> What to work on: Using the data below, return all lines in which "false" appears.

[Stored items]

——————

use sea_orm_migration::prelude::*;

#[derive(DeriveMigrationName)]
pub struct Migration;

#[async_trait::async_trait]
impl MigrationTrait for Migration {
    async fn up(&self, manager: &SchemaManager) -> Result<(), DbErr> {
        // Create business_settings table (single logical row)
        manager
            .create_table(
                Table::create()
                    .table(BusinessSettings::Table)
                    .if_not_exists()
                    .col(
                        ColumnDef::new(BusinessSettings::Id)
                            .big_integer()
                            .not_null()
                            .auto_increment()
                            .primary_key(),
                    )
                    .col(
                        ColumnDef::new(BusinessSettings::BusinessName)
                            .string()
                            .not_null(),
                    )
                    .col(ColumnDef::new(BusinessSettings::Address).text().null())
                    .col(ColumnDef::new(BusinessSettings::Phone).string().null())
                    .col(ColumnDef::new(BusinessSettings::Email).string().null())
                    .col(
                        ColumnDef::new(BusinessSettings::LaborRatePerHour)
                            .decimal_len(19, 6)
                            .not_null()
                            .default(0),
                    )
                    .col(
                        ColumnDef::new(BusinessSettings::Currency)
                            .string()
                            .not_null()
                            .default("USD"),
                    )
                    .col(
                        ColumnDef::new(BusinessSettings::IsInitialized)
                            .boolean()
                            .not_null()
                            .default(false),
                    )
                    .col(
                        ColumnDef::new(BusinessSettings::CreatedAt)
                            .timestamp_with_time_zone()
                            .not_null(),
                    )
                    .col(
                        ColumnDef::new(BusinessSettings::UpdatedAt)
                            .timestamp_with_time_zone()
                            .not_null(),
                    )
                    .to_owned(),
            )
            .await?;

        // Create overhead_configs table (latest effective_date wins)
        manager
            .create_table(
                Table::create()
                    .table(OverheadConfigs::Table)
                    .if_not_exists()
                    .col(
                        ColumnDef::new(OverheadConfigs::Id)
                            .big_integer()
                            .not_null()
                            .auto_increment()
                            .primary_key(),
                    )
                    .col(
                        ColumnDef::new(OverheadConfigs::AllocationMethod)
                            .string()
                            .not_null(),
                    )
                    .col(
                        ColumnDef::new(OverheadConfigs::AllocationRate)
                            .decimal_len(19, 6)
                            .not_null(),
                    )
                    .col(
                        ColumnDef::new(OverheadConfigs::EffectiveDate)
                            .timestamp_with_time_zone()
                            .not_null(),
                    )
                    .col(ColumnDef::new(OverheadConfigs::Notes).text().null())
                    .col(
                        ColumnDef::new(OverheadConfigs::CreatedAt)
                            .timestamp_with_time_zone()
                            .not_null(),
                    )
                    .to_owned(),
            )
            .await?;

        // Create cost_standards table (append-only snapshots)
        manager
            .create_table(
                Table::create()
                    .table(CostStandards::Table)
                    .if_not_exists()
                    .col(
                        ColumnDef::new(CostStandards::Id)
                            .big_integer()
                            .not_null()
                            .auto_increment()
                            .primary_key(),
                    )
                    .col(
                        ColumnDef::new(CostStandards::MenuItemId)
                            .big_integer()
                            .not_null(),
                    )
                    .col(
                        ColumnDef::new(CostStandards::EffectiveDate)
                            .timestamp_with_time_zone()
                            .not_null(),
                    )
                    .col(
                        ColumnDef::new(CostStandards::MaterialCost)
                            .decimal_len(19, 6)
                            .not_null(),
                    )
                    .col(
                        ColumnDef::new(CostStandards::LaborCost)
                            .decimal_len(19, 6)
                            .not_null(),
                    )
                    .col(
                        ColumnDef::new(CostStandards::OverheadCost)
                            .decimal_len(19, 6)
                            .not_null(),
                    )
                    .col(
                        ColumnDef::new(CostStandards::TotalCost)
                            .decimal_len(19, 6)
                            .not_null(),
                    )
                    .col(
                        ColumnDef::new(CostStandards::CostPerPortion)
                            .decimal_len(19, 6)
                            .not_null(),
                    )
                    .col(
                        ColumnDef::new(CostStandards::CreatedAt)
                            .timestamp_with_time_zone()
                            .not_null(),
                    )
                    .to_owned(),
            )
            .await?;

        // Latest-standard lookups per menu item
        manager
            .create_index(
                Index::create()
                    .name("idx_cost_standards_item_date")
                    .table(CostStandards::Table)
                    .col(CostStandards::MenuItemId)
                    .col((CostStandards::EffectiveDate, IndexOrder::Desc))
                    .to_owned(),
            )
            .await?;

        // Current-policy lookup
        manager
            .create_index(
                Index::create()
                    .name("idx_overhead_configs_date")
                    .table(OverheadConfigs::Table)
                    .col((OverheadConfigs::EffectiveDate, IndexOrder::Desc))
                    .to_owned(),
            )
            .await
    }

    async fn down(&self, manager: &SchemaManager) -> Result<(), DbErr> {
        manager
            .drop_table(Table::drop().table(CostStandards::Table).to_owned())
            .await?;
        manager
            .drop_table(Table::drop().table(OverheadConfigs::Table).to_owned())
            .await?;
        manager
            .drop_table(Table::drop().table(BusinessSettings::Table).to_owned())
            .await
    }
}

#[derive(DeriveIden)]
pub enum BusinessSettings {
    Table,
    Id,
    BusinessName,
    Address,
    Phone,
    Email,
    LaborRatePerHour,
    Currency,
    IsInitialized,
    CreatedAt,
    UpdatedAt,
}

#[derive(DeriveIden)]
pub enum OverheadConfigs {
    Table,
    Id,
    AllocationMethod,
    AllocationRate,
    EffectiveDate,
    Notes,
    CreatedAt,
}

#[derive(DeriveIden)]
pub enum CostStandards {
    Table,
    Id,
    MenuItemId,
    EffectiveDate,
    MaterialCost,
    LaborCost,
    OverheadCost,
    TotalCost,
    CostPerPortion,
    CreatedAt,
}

——————

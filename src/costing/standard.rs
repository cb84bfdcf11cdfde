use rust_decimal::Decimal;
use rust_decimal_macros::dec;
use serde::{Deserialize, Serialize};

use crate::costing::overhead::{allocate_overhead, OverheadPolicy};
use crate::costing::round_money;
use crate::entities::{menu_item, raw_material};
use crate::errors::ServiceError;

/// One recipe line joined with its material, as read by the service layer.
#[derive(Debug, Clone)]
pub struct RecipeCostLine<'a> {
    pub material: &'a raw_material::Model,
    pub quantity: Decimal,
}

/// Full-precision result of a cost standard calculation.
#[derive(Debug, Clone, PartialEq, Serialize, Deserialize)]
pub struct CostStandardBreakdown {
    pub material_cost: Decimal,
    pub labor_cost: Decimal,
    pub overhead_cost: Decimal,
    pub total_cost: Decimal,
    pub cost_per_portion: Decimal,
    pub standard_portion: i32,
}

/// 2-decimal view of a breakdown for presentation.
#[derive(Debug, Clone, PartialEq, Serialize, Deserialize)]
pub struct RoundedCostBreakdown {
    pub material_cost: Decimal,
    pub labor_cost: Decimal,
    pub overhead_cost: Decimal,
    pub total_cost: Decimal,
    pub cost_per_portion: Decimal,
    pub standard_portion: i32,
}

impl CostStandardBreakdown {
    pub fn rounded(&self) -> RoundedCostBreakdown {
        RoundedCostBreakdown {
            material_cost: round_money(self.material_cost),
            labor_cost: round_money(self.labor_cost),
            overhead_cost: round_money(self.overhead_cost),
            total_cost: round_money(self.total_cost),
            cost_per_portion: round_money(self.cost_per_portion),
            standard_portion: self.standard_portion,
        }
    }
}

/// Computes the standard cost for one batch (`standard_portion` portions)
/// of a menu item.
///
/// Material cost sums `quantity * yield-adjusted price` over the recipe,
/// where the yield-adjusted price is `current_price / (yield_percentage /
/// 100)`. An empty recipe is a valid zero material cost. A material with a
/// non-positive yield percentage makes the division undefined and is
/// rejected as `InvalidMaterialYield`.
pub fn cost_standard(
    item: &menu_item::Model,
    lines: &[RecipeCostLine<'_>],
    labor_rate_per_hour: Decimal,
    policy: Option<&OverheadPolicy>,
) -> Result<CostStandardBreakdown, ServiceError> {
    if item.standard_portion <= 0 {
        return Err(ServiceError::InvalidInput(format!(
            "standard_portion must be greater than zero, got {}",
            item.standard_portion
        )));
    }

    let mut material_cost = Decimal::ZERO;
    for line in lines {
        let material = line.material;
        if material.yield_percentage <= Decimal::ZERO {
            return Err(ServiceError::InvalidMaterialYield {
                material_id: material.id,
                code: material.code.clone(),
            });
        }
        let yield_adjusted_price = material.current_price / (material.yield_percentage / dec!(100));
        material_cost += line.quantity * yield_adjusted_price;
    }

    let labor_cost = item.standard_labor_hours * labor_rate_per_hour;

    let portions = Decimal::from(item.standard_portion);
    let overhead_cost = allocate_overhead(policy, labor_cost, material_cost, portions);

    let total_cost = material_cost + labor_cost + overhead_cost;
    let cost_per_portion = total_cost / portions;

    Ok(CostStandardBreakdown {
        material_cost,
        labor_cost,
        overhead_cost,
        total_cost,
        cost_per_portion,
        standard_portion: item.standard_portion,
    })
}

——————

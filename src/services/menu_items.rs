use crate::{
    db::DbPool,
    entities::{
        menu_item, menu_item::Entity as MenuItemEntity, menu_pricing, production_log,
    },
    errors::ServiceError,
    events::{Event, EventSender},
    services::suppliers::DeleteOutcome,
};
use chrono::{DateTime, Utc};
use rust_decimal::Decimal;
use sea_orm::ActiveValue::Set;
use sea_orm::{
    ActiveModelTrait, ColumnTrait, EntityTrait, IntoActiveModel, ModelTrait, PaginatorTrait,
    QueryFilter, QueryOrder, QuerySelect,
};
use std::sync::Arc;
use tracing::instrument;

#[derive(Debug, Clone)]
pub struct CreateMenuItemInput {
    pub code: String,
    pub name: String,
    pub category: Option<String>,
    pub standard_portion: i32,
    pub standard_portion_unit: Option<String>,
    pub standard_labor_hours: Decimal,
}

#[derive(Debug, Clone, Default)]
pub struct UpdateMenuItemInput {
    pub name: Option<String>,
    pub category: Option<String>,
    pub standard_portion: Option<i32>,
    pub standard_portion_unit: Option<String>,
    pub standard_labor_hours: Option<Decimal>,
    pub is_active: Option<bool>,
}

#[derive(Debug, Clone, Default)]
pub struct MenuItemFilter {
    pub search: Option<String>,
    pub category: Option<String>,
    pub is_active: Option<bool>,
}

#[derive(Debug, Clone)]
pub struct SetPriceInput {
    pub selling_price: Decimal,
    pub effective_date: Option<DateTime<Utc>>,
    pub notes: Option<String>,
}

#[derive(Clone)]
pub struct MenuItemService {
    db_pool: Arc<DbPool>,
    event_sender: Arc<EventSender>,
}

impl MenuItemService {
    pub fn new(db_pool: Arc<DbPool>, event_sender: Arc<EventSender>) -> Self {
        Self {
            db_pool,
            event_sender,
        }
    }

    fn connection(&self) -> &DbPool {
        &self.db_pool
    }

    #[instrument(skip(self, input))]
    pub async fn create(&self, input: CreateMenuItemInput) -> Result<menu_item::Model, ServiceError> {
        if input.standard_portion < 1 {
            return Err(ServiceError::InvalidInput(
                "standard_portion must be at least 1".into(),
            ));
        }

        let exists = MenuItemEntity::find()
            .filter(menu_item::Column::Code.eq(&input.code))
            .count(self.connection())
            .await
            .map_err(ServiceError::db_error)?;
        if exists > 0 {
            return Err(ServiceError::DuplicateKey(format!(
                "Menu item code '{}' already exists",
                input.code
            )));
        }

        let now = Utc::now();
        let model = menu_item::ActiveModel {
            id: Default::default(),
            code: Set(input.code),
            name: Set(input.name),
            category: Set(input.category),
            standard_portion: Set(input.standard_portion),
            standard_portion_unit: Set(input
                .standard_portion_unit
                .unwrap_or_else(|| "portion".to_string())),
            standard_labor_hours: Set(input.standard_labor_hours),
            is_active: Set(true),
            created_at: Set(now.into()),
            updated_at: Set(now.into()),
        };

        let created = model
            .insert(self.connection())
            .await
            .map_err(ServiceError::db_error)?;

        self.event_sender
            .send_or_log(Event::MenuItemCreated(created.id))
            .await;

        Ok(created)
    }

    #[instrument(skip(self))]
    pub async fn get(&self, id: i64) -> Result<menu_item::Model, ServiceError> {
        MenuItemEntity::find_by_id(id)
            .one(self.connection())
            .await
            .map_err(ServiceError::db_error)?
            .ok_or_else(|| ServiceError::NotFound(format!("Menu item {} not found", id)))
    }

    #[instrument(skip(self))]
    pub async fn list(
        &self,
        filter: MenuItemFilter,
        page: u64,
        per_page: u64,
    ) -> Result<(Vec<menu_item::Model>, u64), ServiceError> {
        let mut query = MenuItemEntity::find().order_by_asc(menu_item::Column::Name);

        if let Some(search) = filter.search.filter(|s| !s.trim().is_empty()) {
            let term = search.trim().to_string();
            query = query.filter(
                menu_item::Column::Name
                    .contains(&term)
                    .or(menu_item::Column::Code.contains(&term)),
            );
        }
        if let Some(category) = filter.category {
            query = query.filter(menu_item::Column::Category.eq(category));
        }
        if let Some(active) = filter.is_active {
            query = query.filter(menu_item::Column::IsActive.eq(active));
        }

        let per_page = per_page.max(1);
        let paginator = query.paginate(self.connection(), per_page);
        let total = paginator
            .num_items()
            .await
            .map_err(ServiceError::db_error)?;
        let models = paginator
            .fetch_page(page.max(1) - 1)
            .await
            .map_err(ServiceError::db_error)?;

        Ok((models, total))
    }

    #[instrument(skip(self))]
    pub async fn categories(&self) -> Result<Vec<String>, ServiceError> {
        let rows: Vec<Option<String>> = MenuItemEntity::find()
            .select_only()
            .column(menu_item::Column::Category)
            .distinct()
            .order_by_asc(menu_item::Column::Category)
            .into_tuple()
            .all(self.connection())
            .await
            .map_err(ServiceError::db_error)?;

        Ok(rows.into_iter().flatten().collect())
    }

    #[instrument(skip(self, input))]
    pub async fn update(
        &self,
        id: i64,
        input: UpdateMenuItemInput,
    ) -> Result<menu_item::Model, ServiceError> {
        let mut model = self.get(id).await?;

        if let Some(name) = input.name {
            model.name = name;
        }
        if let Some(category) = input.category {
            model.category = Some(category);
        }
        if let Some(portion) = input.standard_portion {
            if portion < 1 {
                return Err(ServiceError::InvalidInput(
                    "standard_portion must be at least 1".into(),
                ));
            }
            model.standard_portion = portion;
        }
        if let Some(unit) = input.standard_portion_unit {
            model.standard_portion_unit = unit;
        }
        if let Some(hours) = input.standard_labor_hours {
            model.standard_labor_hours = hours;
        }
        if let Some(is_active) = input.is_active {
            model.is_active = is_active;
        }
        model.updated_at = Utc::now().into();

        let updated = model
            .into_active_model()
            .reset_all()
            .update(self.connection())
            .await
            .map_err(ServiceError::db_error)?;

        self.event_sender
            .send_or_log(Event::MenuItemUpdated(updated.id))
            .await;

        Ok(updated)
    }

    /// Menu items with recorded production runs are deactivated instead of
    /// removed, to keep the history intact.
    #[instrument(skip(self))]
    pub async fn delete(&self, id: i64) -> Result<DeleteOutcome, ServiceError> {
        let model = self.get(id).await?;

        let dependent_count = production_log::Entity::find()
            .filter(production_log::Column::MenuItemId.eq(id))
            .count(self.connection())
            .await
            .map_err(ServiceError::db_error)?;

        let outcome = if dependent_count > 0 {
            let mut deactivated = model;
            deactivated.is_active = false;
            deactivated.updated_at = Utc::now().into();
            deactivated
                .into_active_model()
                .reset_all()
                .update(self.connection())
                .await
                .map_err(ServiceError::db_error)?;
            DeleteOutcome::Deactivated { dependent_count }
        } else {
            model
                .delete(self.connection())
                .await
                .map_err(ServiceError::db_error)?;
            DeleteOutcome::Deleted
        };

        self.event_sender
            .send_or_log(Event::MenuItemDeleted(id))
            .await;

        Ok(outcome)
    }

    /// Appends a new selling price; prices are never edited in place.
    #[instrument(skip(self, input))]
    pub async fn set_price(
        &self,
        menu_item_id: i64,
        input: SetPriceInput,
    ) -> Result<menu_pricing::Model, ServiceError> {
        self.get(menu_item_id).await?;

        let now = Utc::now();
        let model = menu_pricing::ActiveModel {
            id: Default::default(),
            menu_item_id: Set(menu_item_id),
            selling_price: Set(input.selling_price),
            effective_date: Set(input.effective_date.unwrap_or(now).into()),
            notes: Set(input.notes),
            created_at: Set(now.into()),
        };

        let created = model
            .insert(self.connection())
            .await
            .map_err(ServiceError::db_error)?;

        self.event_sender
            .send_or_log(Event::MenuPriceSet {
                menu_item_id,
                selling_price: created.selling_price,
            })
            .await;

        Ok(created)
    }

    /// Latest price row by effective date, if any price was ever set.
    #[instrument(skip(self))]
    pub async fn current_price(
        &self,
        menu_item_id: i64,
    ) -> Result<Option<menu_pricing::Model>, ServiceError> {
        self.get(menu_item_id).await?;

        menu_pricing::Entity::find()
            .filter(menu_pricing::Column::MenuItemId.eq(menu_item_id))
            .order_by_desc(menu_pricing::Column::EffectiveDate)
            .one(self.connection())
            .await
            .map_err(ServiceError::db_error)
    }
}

——————

> Problem solution:
                            .default(false),
            deactivated.is_active = false;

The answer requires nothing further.